As described before in §1, the GMW protocol has several advantages over Yao's garbled circuits protocol (precomputation, load balancing, multiple parties, etc.), but requires circuits with low depth. Unfortunately, sequential circuits cannot directly be applied to the GMW protocol, since the sequential circuit structure can significantly increase the depth of the circuit and thus the communication rounds required by GMW. Our work is the first to consider automated hardware synthesis of low-depth combinational circuits optimized for use in the GMW protocol, as well as size-optimized circuits for Yao's protocol. Our work also allows developers to write high-level Verilog code which can be automatically mapped to our optimized circuits by binding our circuit descriptions to arithmetic operators. Instead of using a domain specific input language, we use existing Hardware Description Languages (HDLs) such as Verilog or VHDL that are already known by many developers. Thereby, we can use existing code and allow a large community of developers to specify functionalities without the necessity of learning a new language.
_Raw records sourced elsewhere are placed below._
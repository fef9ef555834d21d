//! Atomic counter collection for the streaming core.

use std::sync::atomic::{AtomicU64, Ordering};

use super::snapshot::StreamSnapshot;

/// Counters recorded by the scheduler and orchestrator.
///
/// All counters are monotonically increasing and relaxed: they feed
/// diagnostics, never control flow.
#[derive(Debug, Default)]
pub struct StreamMetrics {
    submitted: AtomicU64,
    rejected_duplicate: AtomicU64,
    rejected_capacity: AtomicU64,
    dispatched: AtomicU64,
    loaded: AtomicU64,
    missing: AtomicU64,
    failed: AtomicU64,
    retried: AtomicU64,
    stale_discarded: AtomicU64,
    cancelled_queued: AtomicU64,
    cancelled_in_flight: AtomicU64,
    unloaded: AtomicU64,
    ticks: AtomicU64,
    cell_changes: AtomicU64,
}

impl StreamMetrics {
    /// Creates a zeroed metrics collection.
    pub fn new() -> Self {
        Self::default()
    }

    /// A load entry was accepted into the queue.
    pub fn load_submitted(&self) {
        self.submitted.fetch_add(1, Ordering::Relaxed);
    }

    /// A submission was refused: equivalent entry already tracked.
    pub fn duplicate_rejected(&self) {
        self.rejected_duplicate.fetch_add(1, Ordering::Relaxed);
    }

    /// A submission was refused: queue at hard capacity.
    pub fn capacity_rejected(&self) {
        self.rejected_capacity.fetch_add(1, Ordering::Relaxed);
    }

    /// A queued entry was handed to the content loader.
    pub fn load_dispatched(&self) {
        self.dispatched.fetch_add(1, Ordering::Relaxed);
    }

    /// A load completed with content.
    pub fn load_completed(&self) {
        self.loaded.fetch_add(1, Ordering::Relaxed);
    }

    /// A load completed without content (recorded as empty resident).
    pub fn content_missing(&self) {
        self.missing.fetch_add(1, Ordering::Relaxed);
    }

    /// A load failed.
    pub fn load_failed(&self) {
        self.failed.fetch_add(1, Ordering::Relaxed);
    }

    /// A failed load was resubmitted.
    pub fn load_retried(&self) {
        self.retried.fetch_add(1, Ordering::Relaxed);
    }

    /// A completion arrived for a cancelled or superseded request.
    pub fn stale_completion_discarded(&self) {
        self.stale_discarded.fetch_add(1, Ordering::Relaxed);
    }

    /// A queued (not yet dispatched) entry was cancelled.
    pub fn queued_cancelled(&self) {
        self.cancelled_queued.fetch_add(1, Ordering::Relaxed);
    }

    /// An in-flight request was cancelled (best effort).
    pub fn in_flight_cancelled(&self) {
        self.cancelled_in_flight.fetch_add(1, Ordering::Relaxed);
    }

    /// A resident target was released.
    pub fn target_unloaded(&self) {
        self.unloaded.fetch_add(1, Ordering::Relaxed);
    }

    /// An orchestrator tick ran.
    pub fn tick(&self) {
        self.ticks.fetch_add(1, Ordering::Relaxed);
    }

    /// The observer entered a new cell.
    pub fn cell_changed(&self) {
        self.cell_changes.fetch_add(1, Ordering::Relaxed);
    }

    /// Takes a point-in-time copy of all counters.
    pub fn snapshot(&self) -> StreamSnapshot {
        StreamSnapshot {
            submitted: self.submitted.load(Ordering::Relaxed),
            rejected_duplicate: self.rejected_duplicate.load(Ordering::Relaxed),
            rejected_capacity: self.rejected_capacity.load(Ordering::Relaxed),
            dispatched: self.dispatched.load(Ordering::Relaxed),
            loaded: self.loaded.load(Ordering::Relaxed),
            missing: self.missing.load(Ordering::Relaxed),
            failed: self.failed.load(Ordering::Relaxed),
            retried: self.retried.load(Ordering::Relaxed),
            stale_discarded: self.stale_discarded.load(Ordering::Relaxed),
            cancelled_queued: self.cancelled_queued.load(Ordering::Relaxed),
            cancelled_in_flight: self.cancelled_in_flight.load(Ordering::Relaxed),
            unloaded: self.unloaded.load(Ordering::Relaxed),
            ticks: self.ticks.load(Ordering::Relaxed),
            cell_changes: self.cell_changes.load(Ordering::Relaxed),
        }
    }
}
Secure Computation Compilers from ANSI C. The following secure computation tools use a subset of the ANSI C programming language as input. CBMC-GC [HFKV12] initiated this line of development and used a SAT solver to generate size-optimized Boolean circuits from a subset of ANSI C. PCF [KSMB13] compiles into a compact intermediate representation that also supports loops, similar to the sequential circuits of TinyGarble described above. Both CBMC-GC and PCF target Yao's garbled circuits protocol and hence only optimize for size. PICCO [ZSB13] is a sourceto-source compiler that allows parallel evaluation and uses secure computation protocols based on linear secret sharing with at least three parties.
Although ANSI C is widely known as well, it has the drawback that some operations are either not supported (e.g., pointer arithmetic) or incur significant costs when compiled into a circuit (e.g., array access depending on private values). Thereby, existing C code sometimes needs to be rewritten or results in inefficient protocols. Although we do not eliminate these restrictions in our work, these issues do not occur when taking existing functionalities described in HDLs that do not support pointers and often avoid accesses to arrays with private indices, as these result in costly multiplexers. 
PRELIMINARIES
In this section we provide preliminaries and background related to the GMW protocol ( §2.1), hardware synthesis ( §2.2), and the IEEE 754 floating-point standard ( §2.3).
The GMW protocol
In the GMW protocol [GMW87] , two or more parties compute a function that is encoded as Boolean circuit. The parties' private inputs and all intermediate gate values are perfectly hidden by an XOR-based secret sharing scheme. GMW allows to evaluate XOR gates locally, without interaction, using only one-time pad operations and thus essentially for free. AND gates, however, require interaction in the form of Oblivious Transfers (OTs) or Beaver's multiplication triples [Bea91] that can be pre-computed in a setup phase, which is independent from the parties' private inputs and the function being computed. This pre-computation can be achieved efficiently by using OT extension [IKNP03, ALSZ13] as shown in [CHK + 12, SZ13]. After evaluating all circuit gates in the online phase, the output can be reconstructed by computing the XOR of the resulting output shares.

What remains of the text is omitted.